══ Exercise material

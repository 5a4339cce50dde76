use std::fs;
use std::path::Path;
use goblin::pe::PE;
use goblin::pe::section_table::SectionTable;
use log::{debug, trace, warn};

use super::types::{PluginInfo, CURRENT_SYMBOL, MODULE_EXTENSION};
use crate::utils;

/// Inspect a module's export table.
///
/// Returns `None` when the path is empty, missing, lacks the module
/// extension, or is not a parseable PE image. A module without exports is
/// reported as "not a plugin" rather than `None`.
pub fn analyze_module(path: &Path) -> Option<PluginInfo> {
    if path.as_os_str().is_empty() {
        debug!("Empty module path");
        return None;
    }
    if !utils::matches_extension(path, MODULE_EXTENSION) {
        trace!("Not a module file: {}", path.display());
        return None;
    }
    if !path.is_file() {
        debug!("Module not found: {}", path.display());
        return None;
    }

    let bytes = match fs::read(path) {
        Ok(bytes) => bytes,
        Err(e) => {
            warn!("Failed to read module {}: {}", path.display(), e);
            return None;
        }
    };

    let pe = match PE::parse(&bytes) {
        Ok(pe) => pe,
        Err(e) => {
            warn!("Failed to parse module {}: {}", path.display(), e);
            return None;
        }
    };

    let names: Vec<&str> = pe.exports.iter().filter_map(|e| e.name).collect();
    debug!("{} exports {} symbols", path.display(), names.len());
    trace!("  exports: {:?}", names);

    let mut info = PluginInfo::from_exports(path.to_owned(), names.iter().copied());
    if info.is_plugin {
        info.version = read_plugin_version(&pe, &bytes);
    }
    Some(info)
}

/// Decode `pluginVersion` from the exported version data block.
fn read_plugin_version(pe: &PE, bytes: &[u8]) -> Option<String> {
    let export = pe.exports.iter().find(|e| e.name == Some(CURRENT_SYMBOL))?;
    let offset = rva_to_offset(&pe.sections, export.rva)?;
    let start = offset.checked_add(4)?;
    let raw = bytes.get(start..start.checked_add(4)?)?;
    let packed = u32::from_le_bytes([raw[0], raw[1], raw[2], raw[3]]);
    Some(format_packed_version(packed))
}

fn rva_to_offset(sections: &[SectionTable], rva: usize) -> Option<usize> {
    sections.iter().find_map(|section| {
        let start = section.virtual_address as usize;
        let span = section.virtual_size.max(section.size_of_raw_data) as usize;
        if rva >= start && rva < start + span {
            let delta = rva - start;
            if delta >= section.size_of_raw_data as usize {
                return None;
            }
            Some(section.pointer_to_raw_data as usize + delta)
        } else {
            None
        }
    })
}

/// `major << 24 | minor << 16 | build << 4 | sub` rendered as `major.minor.build`.
pub fn format_packed_version(packed: u32) -> String {
    let major = (packed >> 24) & 0xFF;
    let minor = (packed >> 16) & 0xFF;
    let build = (packed >> 4) & 0xFFF;
    format!("{}.{}.{}", major, minor, build)
}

════

Exercise
Return all data verbatim.

Answer area
repository 5a4339cce50dde76
use std::fs;
use std::path::Path;
use goblin::pe::PE;
use goblin::pe::section_table::SectionTable;
use log::{debug, trace, warn};

use super::types::{PluginInfo, CURRENT_SYMBOL, MODULE_EXTENSION};
use crate::utils;

/// Inspect a module's export table.
///
/// Returns `None` when the path is empty, missing, lacks the module
/// extension, or is not a parseable PE image. A module without exports is
/// reported as "not a plugin" rather than `None`.
pub fn analyze_module(path: &Path) -> Option<PluginInfo> {
    if path.as_os_str().is_empty() {
        debug!("Empty module path");
        return None;
    }
    if !utils::matches_extension(path, MODULE_EXTENSION) {
        trace!("Not a module file: {}", path.display());
        return None;
    }
    if !path.is_file() {
        debug!("Module not found: {}", path.display());
        return None;
    }

    let bytes = match fs::read(path) {
        Ok(bytes) => bytes,
        Err(e) => {
            warn!("Failed to read module {}: {}", path.display(), e);
            return None;
        }
    };

    let pe = match PE::parse(&bytes) {
        Ok(pe) => pe,
        Err(e) => {
            warn!("Failed to parse module {}: {}", path.display(), e);
            return None;
        }
    };

    let names: Vec<&str> = pe.exports.iter().filter_map(|e| e.name).collect();
    debug!("{} exports {} symbols", path.display(), names.len());
    trace!("  exports: {:?}", names);

    let mut info = PluginInfo::from_exports(path.to_owned(), names.iter().copied());
    if info.is_plugin {
        info.version = read_plugin_version(&pe, &bytes);
    }
    Some(info)
}

/// Decode `pluginVersion` from the exported version data block.
fn read_plugin_version(pe: &PE, bytes: &[u8]) -> Option<String> {
    let export = pe.exports.iter().find(|e| e.name == Some(CURRENT_SYMBOL))?;
    let offset = rva_to_offset(&pe.sections, export.rva)?;
    let start = offset.checked_add(4)?;
    let raw = bytes.get(start..start.checked_add(4)?)?;
    let packed = u32::from_le_bytes([raw[0], raw[1], raw[2], raw[3]]);
    Some(format_packed_version(packed))
}

fn rva_to_offset(sections: &[SectionTable], rva: usize) -> Option<usize> {
    sections.iter().find_map(|section| {
        let start = section.virtual_address as usize;
        let span = section.virtual_size.max(section.size_of_raw_data) as usize;
        if rva >= start && rva < start + span {
            let delta = rva - start;
            if delta >= section.size_of_raw_data as usize {
                return None;
            }
            Some(section.pointer_to_raw_data as usize + delta)
        } else {
            None
        }
    })
}

/// `major << 24 | minor << 16 | build << 4 | sub` rendered as `major.minor.build`.
pub fn format_packed_version(packed: u32) -> String {
    let major = (packed >> 24) & 0xFF;
    let minor = (packed >> 16) & 0xFF;
    let build = (packed >> 4) & 0xFFF;
    format!("{}.{}.{}", major, minor, build)
}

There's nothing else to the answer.